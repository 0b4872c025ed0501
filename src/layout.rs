//! Layered graph layout.
//!
//! The render cycle depends only on the [`LayoutEngine`] contract: given a graph snapshot, the
//! measured size of every node, and a [`LayoutConfig`], return centre coordinates for every node
//! and waypoints for every edge. Identical inputs must give identical output.
//!
//! [`LayeredLayout`] is the built-in engine: cycle removal (a greedy feedback arc set), longest-path
//! ranking over a topological order, virtual nodes
//! for long edges, barycenter ordering, then coordinate assignment.

use petgraph::{
    algo::{greedy_feedback_arc_set, toposort},
    graph::{DiGraph, NodeIndex},
    visit::EdgeRef,
    Direction,
};
use serde::{Deserialize, Serialize};
use std::collections::{BTreeMap, HashSet};

use crate::{
    geometry::{Point, Rect, Size},
    graph::MapGraph,
};

#[derive(Debug, Clone, Copy, PartialEq, Eq, Hash, Serialize, Deserialize, Default)]
pub enum RankDir {
    /// Top to bottom
    #[default]
    TB,
    /// Bottom to top
    BT,
    /// Left to right
    LR,
    /// Right to left
    RL,
}

impl RankDir {
    fn is_horizontal(&self) -> bool {
        matches!(self, RankDir::LR | RankDir::RL)
    }
}

#[derive(Debug, Clone, Copy, PartialEq, Serialize, Deserialize)]
#[serde(rename_all = "camelCase", default)]
pub struct LayoutConfig {
    /// Gap between consecutive ranks.
    #[serde(alias = "vertical_space", alias = "rankSep")]
    pub vertical_space: f64,
    /// Gap between neighbouring nodes of one rank.
    #[serde(alias = "horizontal_space", alias = "nodeSep")]
    pub horizontal_space: f64,
    pub direction: RankDir,
}

impl Default for LayoutConfig {
    fn default() -> Self {
        LayoutConfig {
            vertical_space: 50.0,
            horizontal_space: 50.0,
            direction: RankDir::TB,
        }
    }
}

/// Position of a laid-out node: centre coordinates plus the size it was laid out with.
pub type NodeLayout = Rect;

#[derive(Debug, Clone, PartialEq, Serialize, Deserialize)]
pub struct EdgeLayout {
    pub key: String,
    pub source: String,
    pub target: String,
    /// Intermediate waypoints from source toward target. Empty for edges between adjacent ranks.
    pub points: Vec<Point>,
}

#[derive(Debug, Clone, Default, PartialEq, Serialize, Deserialize)]
pub struct Layout {
    pub nodes: BTreeMap<String, NodeLayout>,
    pub edges: BTreeMap<String, EdgeLayout>,
    pub width: f64,
    pub height: f64,
}

impl Layout {
    pub fn node(&self, id: &str) -> Option<&NodeLayout> {
        self.nodes.get(id)
    }

    pub fn edge(&self, key: &str) -> Option<&EdgeLayout> {
        self.edges.get(key)
    }
}

pub trait LayoutEngine {
    fn layout(
        &self,
        graph: &MapGraph,
        sizes: &BTreeMap<String, Size>,
        config: &LayoutConfig,
    ) -> Layout;
}

const BARYCENTER_SWEEPS: usize = 4;

/// The default deterministic layered layout.
#[derive(Debug, Clone, Copy, Default)]
pub struct LayeredLayout;

/// Working graph where every edge spans exactly one rank.
#[derive(Debug, Default)]
struct Ranked {
    sizes: Vec<Size>,
    ranks: Vec<usize>,
    preds: Vec<Vec<usize>>,
    succs: Vec<Vec<usize>>,
}

impl Ranked {
    fn push(&mut self, size: Size, rank: usize) -> usize {
        self.sizes.push(size);
        self.ranks.push(rank);
        self.preds.push(Vec::new());
        self.succs.push(Vec::new());
        self.sizes.len() - 1
    }

    fn link(&mut self, from: usize, to: usize) {
        self.succs[from].push(to);
        self.preds[to].push(from);
    }
}

/// Index graph over `count` nodes. Edge `i` of the result is `edges[i]`.
fn index_graph(count: usize, edges: &[(usize, usize)]) -> DiGraph<(), ()> {
    let mut graph = DiGraph::with_capacity(count, edges.len());
    for _ in 0..count {
        graph.add_node(());
    }
    for (from, to) in edges {
        graph.add_edge(NodeIndex::new(*from), NodeIndex::new(*to), ());
    }
    graph
}

/// Positions in `edges` whose reversal leaves the graph acyclic.
fn feedback_edges(count: usize, edges: &[(usize, usize)]) -> HashSet<usize> {
    let graph = index_graph(count, edges);
    let feedback = greedy_feedback_arc_set(&graph)
        .map(|edge| edge.id().index())
        .collect();
    feedback
}

/// Longest-path ranks over `edges`, which must be acyclic.
fn longest_path_ranks(count: usize, edges: &[(usize, usize)]) -> Vec<usize> {
    let graph = index_graph(count, edges);
    let order = match toposort(&graph, None) {
        Ok(order) => order,
        Err(cycle) => {
            tracing::warn!(
                "[LayeredLayout] cycle through node {} survived cycle removal, ranking in index order",
                cycle.node_id().index()
            );
            graph.node_indices().collect()
        }
    };
    let mut ranks = vec![0usize; count];
    for node in order {
        let rank = ranks[node.index()] + 1;
        for next in graph.neighbors_directed(node, Direction::Outgoing) {
            ranks[next.index()] = ranks[next.index()].max(rank);
        }
    }
    ranks
}

fn barycenter_order(layer: &mut Vec<usize>, neighbours: &[Vec<usize>], positions: &[f64]) {
    let mut scored: Vec<(usize, f64)> = layer
        .iter()
        .enumerate()
        .map(|(current, node)| {
            let adjacent = &neighbours[*node];
            let score = if adjacent.is_empty() {
                current as f64
            } else {
                adjacent.iter().map(|n| positions[*n]).sum::<f64>() / adjacent.len() as f64
            };
            (*node, score)
        })
        .collect();
    scored.sort_by(|a, b| a.1.partial_cmp(&b.1).unwrap_or(std::cmp::Ordering::Equal));
    *layer = scored.into_iter().map(|(node, _)| node).collect();
}

fn order_layers(ranked: &Ranked) -> Vec<Vec<usize>> {
    let rank_count = ranked.ranks.iter().max().map(|r| r + 1).unwrap_or(0);
    let mut layers: Vec<Vec<usize>> = vec![Vec::new(); rank_count];
    for (node, rank) in ranked.ranks.iter().enumerate() {
        layers[*rank].push(node);
    }

    let mut positions = vec![0.0; ranked.sizes.len()];
    let record = |layer: &Vec<usize>, positions: &mut Vec<f64>| {
        for (i, node) in layer.iter().enumerate() {
            positions[*node] = i as f64;
        }
    };
    for layer in &layers {
        record(layer, &mut positions);
    }

    for _ in 0..BARYCENTER_SWEEPS {
        for li in 1..layers.len() {
            barycenter_order(&mut layers[li], &ranked.preds, &positions);
            record(&layers[li], &mut positions);
        }
        for li in (0..layers.len().saturating_sub(1)).rev() {
            barycenter_order(&mut layers[li], &ranked.succs, &positions);
            record(&layers[li], &mut positions);
        }
    }
    layers
}

impl LayoutEngine for LayeredLayout {
    fn layout(
        &self,
        graph: &MapGraph,
        sizes: &BTreeMap<String, Size>,
        config: &LayoutConfig,
    ) -> Layout {
        if graph.is_empty() {
            return Layout::default();
        }
        let horizontal = config.direction.is_horizontal();
        let layout_size = |id: &str| {
            let size = sizes.get(id).copied().unwrap_or_default();
            if horizontal {
                Size::new(size.height, size.width)
            } else {
                size
            }
        };

        // Real nodes occupy indices 0..n in id order.
        let ids: Vec<&str> = graph.nodes().collect();
        let index: BTreeMap<&str, usize> = ids.iter().enumerate().map(|(i, id)| (*id, i)).collect();

        let mut keys: Vec<String> = Vec::new();
        let mut pairs: Vec<(usize, usize)> = Vec::new();
        for edge in graph.edge_entries() {
            if edge.source == edge.target {
                continue;
            }
            keys.push(edge.key.to_string());
            pairs.push((index[edge.source], index[edge.target]));
        }

        let feedback = feedback_edges(ids.len(), &pairs);
        let mut oriented: Vec<(String, usize, usize, bool)> = Vec::with_capacity(pairs.len());
        for (i, (key, (from, to))) in keys.into_iter().zip(pairs.iter().copied()).enumerate() {
            if feedback.contains(&i) {
                oriented.push((key, to, from, true));
            } else {
                oriented.push((key, from, to, false));
            }
        }

        let acyclic: Vec<(usize, usize)> = oriented.iter().map(|(_, f, t, _)| (*f, *t)).collect();
        let ranks = longest_path_ranks(ids.len(), &acyclic);

        let mut ranked = Ranked::default();
        for (i, id) in ids.iter().enumerate() {
            ranked.push(layout_size(*id), ranks[i]);
        }
        let mut chains: BTreeMap<String, (Vec<usize>, bool)> = BTreeMap::new();
        for (key, from, to, reversed) in &oriented {
            let mut chain = Vec::new();
            let mut prev = *from;
            for rank in ranks[*from] + 1..ranks[*to] {
                let dummy = ranked.push(Size::default(), rank);
                ranked.link(prev, dummy);
                chain.push(dummy);
                prev = dummy;
            }
            ranked.link(prev, *to);
            chains.insert(key.clone(), (chain, *reversed));
        }

        let layers = order_layers(&ranked);

        // Coordinates in top-to-bottom space.
        let mut centers = vec![Point::default(); ranked.sizes.len()];
        let mut rank_top = 0.0;
        let mut layer_widths = Vec::with_capacity(layers.len());
        for layer in &layers {
            let rank_height = layer
                .iter()
                .map(|n| ranked.sizes[*n].height)
                .fold(0.0, f64::max);
            let mut cursor = 0.0;
            for node in layer {
                let size = ranked.sizes[*node];
                centers[*node] = Point::new(cursor + size.width / 2.0, rank_top + rank_height / 2.0);
                cursor += size.width + config.horizontal_space;
            }
            layer_widths.push((cursor - config.horizontal_space).max(0.0));
            rank_top += rank_height + config.vertical_space;
        }
        let total_height = (rank_top - config.vertical_space).max(0.0);
        let max_width = layer_widths.iter().copied().fold(0.0, f64::max);
        for (layer, width) in layers.iter().zip(&layer_widths) {
            let shift = (max_width - width) / 2.0;
            for node in layer {
                centers[*node].x += shift;
            }
        }

        let place = |p: Point| match config.direction {
            RankDir::TB => p,
            RankDir::BT => Point::new(p.x, total_height - p.y),
            RankDir::LR => Point::new(p.y, p.x),
            RankDir::RL => Point::new(total_height - p.y, p.x),
        };

        let mut layout = Layout::default();
        for (i, id) in ids.iter().enumerate() {
            let at = place(centers[i]);
            let size = sizes.get(*id).copied().unwrap_or_default();
            layout.nodes.insert(
                id.to_string(),
                Rect {
                    x: at.x,
                    y: at.y,
                    width: size.width,
                    height: size.height,
                },
            );
        }
        for edge in graph.edge_entries() {
            let points = match chains.get(edge.key) {
                Some((chain, reversed)) => {
                    let mut points: Vec<Point> = chain.iter().map(|n| place(centers[*n])).collect();
                    if *reversed {
                        points.reverse();
                    }
                    points
                }
                None => Vec::new(),
            };
            layout.edges.insert(
                edge.key.to_string(),
                EdgeLayout {
                    key: edge.key.to_string(),
                    source: edge.source.to_string(),
                    target: edge.target.to_string(),
                    points,
                },
            );
        }

        normalize(&mut layout);
        layout
    }
}

/// Translate the drawing so its top-left corner sits at the origin and record its extent.
fn normalize(layout: &mut Layout) {
    let mut min = Point::new(f64::INFINITY, f64::INFINITY);
    let mut max = Point::new(f64::NEG_INFINITY, f64::NEG_INFINITY);
    for rect in layout.nodes.values() {
        min.x = min.x.min(rect.x - rect.width / 2.0);
        min.y = min.y.min(rect.y - rect.height / 2.0);
        max.x = max.x.max(rect.x + rect.width / 2.0);
        max.y = max.y.max(rect.y + rect.height / 2.0);
    }
    for p in layout.edges.values().flat_map(|e| e.points.iter()) {
        min.x = min.x.min(p.x);
        min.y = min.y.min(p.y);
        max.x = max.x.max(p.x);
        max.y = max.y.max(p.y);
    }
    if !min.x.is_finite() {
        return;
    }
    for rect in layout.nodes.values_mut() {
        rect.x -= min.x;
        rect.y -= min.y;
    }
    for p in layout.edges.values_mut().flat_map(|e| e.points.iter_mut()) {
        p.x -= min.x;
        p.y -= min.y;
    }
    layout.width = max.x - min.x;
    layout.height = max.y - min.y;
}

# Try it:
Check each line of the records above for "serde", and copy those that have it.

# Answer box:
use serde::{Deserialize, Serialize};
#[serde(rename_all = "camelCase", default)]
    #[serde(alias = "vertical_space", alias = "rankSep")]
    #[serde(alias = "horizontal_space", alias = "nodeSep")]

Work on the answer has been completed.